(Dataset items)
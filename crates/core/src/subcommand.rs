//! Subcommand trait: anything that can contribute a whole literal subtree.

use std::sync::Arc;

use crate::error::DslError;
use crate::node::NodeBuilder;

/// A pre-built command group.
///
/// Implementors produce one root literal node on demand. The result is
/// attached as a child wherever the group is registered, so each call
/// must return a fresh builder.
pub trait Subcommand<S>: Send + Sync {
    /// The literal this group is rooted at.
    fn literal(&self) -> &str;

    /// Build the group's root literal node.
    fn build_literal(&self) -> Result<NodeBuilder<S>, DslError>;
}

impl<S, T: Subcommand<S> + ?Sized> Subcommand<S> for Arc<T> {
    fn literal(&self) -> &str {
        (**self).literal()
    }

    fn build_literal(&self) -> Result<NodeBuilder<S>, DslError> {
        (**self).build_literal()
    }
}

#[cfg(test)]
mod tests {
    use super::*;
    use crate::context::CommandContext;
    use crate::node::SINGLE_SUCCESS;

    struct Version;

    impl Subcommand<()> for Version {
        fn literal(&self) -> &str {
            "version"
        }

        fn build_literal(&self) -> Result<NodeBuilder<()>, DslError> {
            let mut node = NodeBuilder::literal(self.literal());
            node.executes(Arc::new(|_: &CommandContext<()>| Ok(SINGLE_SUCCESS)));
            Ok(node)
        }
    }

    #[test]
    fn trait_object_builds_fresh_literal() {
        let group: Box<dyn Subcommand<()>> = Box::new(Version);
        let first = group.build_literal().unwrap().build();
        let second = group.build_literal().unwrap().build();
        assert_eq!(first.shape(), second.shape());
        assert_eq!(first.label(), "version");
    }

    #[test]
    fn shared_groups_are_subcommands_too() {
        let group: Arc<dyn Subcommand<()>> = Arc::new(Version);
        assert_eq!(group.literal(), "version");
        assert!(group.build_literal().unwrap().has_command());
    }
}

ACTIVITY = Wherever the string "first" occurs in the entries, copy that whole line.

TASK RESULT =
        let first = group.build_literal().unwrap().build();
        assert_eq!(first.shape(), second.shape());
        assert_eq!(first.label(), "version");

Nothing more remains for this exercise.